Xbox controllers include a vibration motor, and a battery they will want to charge, so I expect they will ask for the 500mA (indeed they may even try to implement the USB battery charging spec, which allows to request up to 1.5A). What you may be seeing is the controller being recognised, but refusing to work because it's been denied its requested power.

Now, you'd think that a USB hub built into a monitor would have plenty of power available. But it's not unlikely that the hub in the monitor is a completely standalone device, which gets its power from the USB cable you connect from the computer to the monitor, and is not connected to the rest of the electronics in there at all. There are lots of cost-related reasons that it would make sense to design it this way.

A standalone hub like that, without a separate external power supply, can often only supply 100mA to each port. This is because it will normally get 500mA from the computer port it's plugged into, and then has to be able to share that between all the ports on the hub.

The monitor designers would probably be expecting the hub ports to be used for a keyboard and mouse, and not see that 100mA limit as an issue for most users.
posted by automatronic at 2:36 AM on July 21, 2020 [3 favorites]

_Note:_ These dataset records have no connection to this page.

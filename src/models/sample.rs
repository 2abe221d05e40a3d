// Full system sample handed from the sampling loop to the encoder

use super::{DerivedCpuStats, GpuSample, MemorySample, ProcessSample};

/// Everything one cycle observed. `processes` is already sorted by CPU (descending) and truncated.
#[derive(Debug, Clone, Default, PartialEq)]
pub struct SystemSample {
    /// Unix seconds.
    pub timestamp: u64,
    pub cpu: DerivedCpuStats,
    pub memory: MemorySample,
    pub gpu: GpuSample,
    pub processes: Vec<ProcessSample>,
}
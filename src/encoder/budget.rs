// Byte budget for a bounded document

use serde::Serialize;
use std::io;

/// Tracks how many bytes of a document are spoken for. Reservations that would exceed the
/// capacity are refused and leave the budget unchanged.
#[derive(Debug, Clone, Copy, PartialEq, Eq)]
pub struct Budget {
    capacity: usize,
    used: usize,
}

impl Budget {
    pub fn new(capacity: usize) -> Self {
        Self { capacity, used: 0 }
    }

    pub fn capacity(&self) -> usize {
        self.capacity
    }

    pub fn used(&self) -> usize {
        self.used
    }

    pub fn remaining(&self) -> usize {
        self.capacity - self.used
    }

    pub fn reserve(&mut self, len: usize) -> bool {
        if len > self.remaining() {
            return false;
        }
        self.used += len;
        true
    }

    /// Reserves items in order until one does not fit and returns how many were taken.
    /// Every item after the first also costs `separator` bytes.
    pub fn take_fitting<I>(&mut self, lens: I, separator: usize) -> usize
    where
        I: IntoIterator<Item = usize>,
    {
        let mut taken = 0;
        for len in lens {
            let cost = if taken == 0 {
                len
            } else {
                len.saturating_add(separator)
            };
            if !self.reserve(cost) {
                break;
            }
            taken += 1;
        }
        taken
    }
}

/// Length of `value` as compact JSON, without building the string.
/// Values that cannot be serialized report `usize::MAX` so they never fit a budget.
pub fn encoded_len<T: Serialize + ?Sized>(value: &T) -> usize {
    let mut counter = ByteCounter(0);
    match serde_json::to_writer(&mut counter, value) {
        Ok(()) => counter.0,
        Err(_) => usize::MAX,
    }
}

struct ByteCounter(usize);

impl io::Write for ByteCounter {
    fn write(&mut self, buf: &[u8]) -> io::Result<usize> {
        self.0 += buf.len();
        Ok(buf.len())
    }

    fn flush(&mut self) -> io::Result<()> {
        Ok(())
    }
}

#[cfg(test)]
mod tests {
    use super::*;

    #[test]
    fn reserve_refuses_overflow_and_keeps_state() {
        let mut budget = Budget::new(10);
        assert!(budget.reserve(6));
        assert!(!budget.reserve(5));
        assert_eq!(budget.used(), 6);
        assert!(budget.reserve(4));
        assert_eq!(budget.remaining(), 0);
    }

    #[test]
    fn take_fitting_counts_separators_after_first() {
        // 3 + (1+3) + (1+3) = 11 fits in 11; a fourth item would not.
        let mut budget = Budget::new(11);
        assert_eq!(budget.take_fitting([3, 3, 3, 3], 1), 3);
        assert_eq!(budget.used(), 11);
    }

    #[test]
    fn take_fitting_stops_at_first_item_that_does_not_fit() {
        let mut budget = Budget::new(10);
        assert_eq!(budget.take_fitting([2, 20, 1], 1), 1);
        assert_eq!(budget.used(), 2);
    }

    #[test]
    fn encoded_len_matches_serialized_string() {
        let value = serde_json::json!({"a": [1.5, 2.0], "b": "x\"y"});
        let s = serde_json::to_string(&value).unwrap();
        assert_eq!(encoded_len(&value), s.len());
    }
}
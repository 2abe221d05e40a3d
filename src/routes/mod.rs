// HTTP routes: the published snapshot, history and service metadata

mod http;

use axum::{Router, routing::get};
use std::sync::Arc;
use tower_http::cors::{Any, CorsLayer};

use crate::publisher::SnapshotPublisher;

#[derive(Clone)]
pub(crate) struct AppState {
    pub(crate) publisher: Arc<SnapshotPublisher>,
}

pub fn app(publisher: Arc<SnapshotPublisher>) -> Router {
    let state = AppState { publisher };
    Router::new()
        .route("/", get(http::index_handler)) // GET /
        .route("/index.html", get(http::index_handler)) // GET /index.html
        .route("/version", get(http::version_handler)) // GET /version
        .route("/api/system", get(http::api_system_handler)) // GET /api/system
        .route("/api/history", get(http::api_history_handler)) // GET /api/history
        .route("/api/health", get(http::api_health_handler)) // GET /api/health
        .layer(CorsLayer::new().allow_origin(Any))
        .with_state(state)
}
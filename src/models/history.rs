/// One slot of the rolling history: unix seconds plus the five charted series.
#[derive(Debug, Clone, Copy, Default, PartialEq)]
pub struct HistoryEntry {
    pub timestamp: u64,
    pub cpu: f64,
    pub memory: f64,
    pub gpu: f64,
    pub gpu_memory: f64,
    pub gpu_temperature: f64,
}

Response by poster: The ironic thing is that I have a stupid gamer keyboard that requires USB3 due to RGB nonsense and wants something like 900mA, and I was considering trying to run that through the monitor's hub for cable management reasons, but I guess that's completely out of the question. (Ironic because this is a gamer-targeted monitor.)
posted by Rhomboid at 3:59 AM on July 21, 2020


Some Xbox One controllers support bluetooth, which could be an alternative to plugging in in via USB if your PC supports bluetooth or you don't mind buying a dongle. The older controllers can also be connected wirelessly via a specific USB adapter, according to that article.
posted by arcolz at 6:25 AM on July 21, 2020


Is your hub powered? If not, there's your problem. Powered hub or GTFO.

In my experience with a wired XBox 360 controller, they act as you describe when they're not getting enough power. They can be real touchy if plugged into a non-powered hub.

Also, it looks like there are drivers you need for Win7. In my past experience with the XB360 controller on Win7 though, they weren't strictly necessary.